You couldn't find tolerable public K on Capitol Hill? Come on, ridiculous. Capitol Hill Day just isn't fabulous. They're charging more than 30K for a campus without a gym or stage (they borrow stages from CH churches, including mine). No secret that CHD essentially admits any family that can pay where the kid isn't a discipline problem. If you want to raise a cocoon kid who may not be able to cope with the every day rough and tumble of life, keep at it, mom. We're Ivy league grads. Our kids went through a DCPS CH ES program from PreS-5th grade. They play in competitive orchestras at Strathmore, are bilingual (in a language not taught in any DC school), and compete in regional math Olympiads and pre-SCRIPPS spelling bees (and often win). Why don't you take your private school K rhapsodies to the private school threads, where they belong?


Why didn’t you have your kids do the DC Youth Orchestra?
Don’t they practice at Eastern HS?
We started at DCYO but my kid wanted to play in one of the single wind instrument ensembles at Strathmore, offered for harp, flute and clarinet for ages 12-18 for those who audition successfully. The MYCO instruction and the fantastic venue--Strathmore--are worth the weekly commute to rehearsals. My older kid has a music/academic scholarship to a private after 8 years in DCPS.

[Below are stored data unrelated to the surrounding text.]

use std::cell::RefCell;
use std::collections::VecDeque;
use std::sync::mpsc::{self, Receiver, RecvTimeoutError};
use std::time::Duration;

use crossterm::event::{self, Event as CtEvent, KeyEvent, KeyEventKind};
use tracing::{debug, trace};

use crate::clock::Clock;
use crate::session::SessionController;

/// Unified event type consumed by the game loop
#[derive(Clone, Debug, PartialEq, Eq)]
pub enum MixEvent {
    Key(KeyEvent),
    Resize,
    Tick,
}

/// Source of terminal events (keyboard, resize, etc.)
pub trait EventSource {
    /// Block for up to `timeout` waiting for an event.
    /// Returns Err(Timeout) if nothing arrived in time.
    fn recv_timeout(&self, timeout: Duration) -> Result<MixEvent, RecvTimeoutError>;
}

/// Production event source; a background thread forwards crossterm events.
pub struct CrosstermEventSource {
    rx: Receiver<MixEvent>,
}

impl CrosstermEventSource {
    pub fn new() -> Self {
        let (tx, rx) = mpsc::channel();

        std::thread::spawn(move || loop {
            let forwarded = match event::read() {
                // key release/repeat kinds are only reported on some platforms
                Ok(CtEvent::Key(key)) if key.kind != KeyEventKind::Release => {
                    tx.send(MixEvent::Key(key))
                }
                Ok(CtEvent::Resize(_, _)) => tx.send(MixEvent::Resize),
                Ok(_) => Ok(()),
                Err(err) => {
                    debug!(%err, "terminal event reader stopped");
                    break;
                }
            };
            if forwarded.is_err() {
                break;
            }
        });

        Self { rx }
    }
}

impl Default for CrosstermEventSource {
    fn default() -> Self {
        Self::new()
    }
}

impl EventSource for CrosstermEventSource {
    fn recv_timeout(&self, timeout: Duration) -> Result<MixEvent, RecvTimeoutError> {
        self.rx.recv_timeout(timeout)
    }
}

/// Channel-backed source for headless tests
pub struct TestEventSource {
    rx: Receiver<MixEvent>,
}

impl TestEventSource {
    pub fn new(rx: Receiver<MixEvent>) -> Self {
        Self { rx }
    }
}

impl EventSource for TestEventSource {
    fn recv_timeout(&self, timeout: Duration) -> Result<MixEvent, RecvTimeoutError> {
        self.rx.recv_timeout(timeout)
    }
}

/// Replays a fixed list of events and never blocks. Once empty it reports
/// timeouts, which the runner turns into ticks.
#[derive(Default)]
pub struct ScriptedEventSource {
    events: RefCell<VecDeque<MixEvent>>,
}

impl ScriptedEventSource {
    pub fn new<I: IntoIterator<Item = MixEvent>>(events: I) -> Self {
        Self {
            events: RefCell::new(events.into_iter().collect()),
        }
    }

    pub fn push(&self, ev: MixEvent) {
        self.events.borrow_mut().push_back(ev);
    }

    pub fn is_empty(&self) -> bool {
        self.events.borrow().is_empty()
    }
}

impl EventSource for ScriptedEventSource {
    fn recv_timeout(&self, _timeout: Duration) -> Result<MixEvent, RecvTimeoutError> {
        self.events
            .borrow_mut()
            .pop_front()
            .ok_or(RecvTimeoutError::Timeout)
    }
}

/// Configurable ticker interface
pub trait Ticker {
    fn interval(&self) -> Duration;
}

/// Fixed interval ticker
#[derive(Clone, Copy, Debug)]
pub struct FixedTicker {
    interval: Duration,
}

impl FixedTicker {
    pub fn new(interval: Duration) -> Self {
        Self { interval }
    }
}

impl Ticker for FixedTicker {
    fn interval(&self) -> Duration {
        self.interval
    }
}

/// Runner that advances the game one event/tick at a time
pub struct Runner<E: EventSource, T: Ticker> {
    event_source: E,
    ticker: T,
}

impl<E: EventSource, T: Ticker> Runner<E, T> {
    pub fn new(event_source: E, ticker: T) -> Self {
        Self {
            event_source,
            ticker,
        }
    }

    pub fn event_source(&self) -> &E {
        &self.event_source
    }

    /// Blocks up to tick interval and returns the next event, or Tick on timeout
    pub fn step(&self) -> MixEvent {
        match self.event_source.recv_timeout(self.ticker.interval()) {
            Ok(ev) => ev,
            Err(RecvTimeoutError::Timeout) | Err(RecvTimeoutError::Disconnected) => MixEvent::Tick,
        }
    }

    /// Step once and let the session catch up with its round clock.
    ///
    /// The round timer follows the session's clock, not the number of ticks,
    /// so a slow frame never loses or duplicates seconds.
    pub fn step_session<C: Clock>(&self, session: &mut SessionController<C>) -> MixEvent {
        let ev = self.step();
        let ticks = session.pump();
        if ticks > 0 {
            trace!(ticks, time_left = session.state().time_left, "round clock advanced");
        }
        ev
    }
}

Are you personally driving this commute or have you hired it out or is your kid old enough to drive and you have a second car? I'm wondering how you are making this work.


It’s one single day a week. My Hill kids do DCYOP and it’s not like Takoma is close… Like, yes, Strathmore is another 15-20 minutes, but either way you’re just hanging out/running errands/waiting for your kid, not driving home & back unless you absolutely have to.


Takoma from the Hill is a pointless PITA too. I have to take my kid weekly to MoCo for therapy (b/c there are not specialists any closer) and it sucks. Living in MoCo would be convenient for many reasons, including buses to schools where you don’t have to assume you will “supplement,” access to medical care/therapists, and extra curriculars. Spending hours driving to far-flung activities or schools defeats the purpose of living on the Hill.
If you decide to dig in and stay on the Hill, which we've done after 25 years of living in Ward 6, you roll with how things turn out for your kids. No parent can look into a crystal ball when a kid is tiny on CH to know how things will turn out. My eldest got much better instrumental music instruction that we expected at our DCPS ES then really hunkered down during the pandemic to develop as a musician via Zoom lessons (much better than streaming movies and playing video games). We're not about to move from the Hill because the kid plays at Strathmore once a week. The kid is old enough to jump on the Red Line to get to some rehearsals. You roll with the hassles and expense of developing your kids' most serious talents and interests as best you can. In the big picture, we're glad that we're staying in the neighborhood we love, come what may.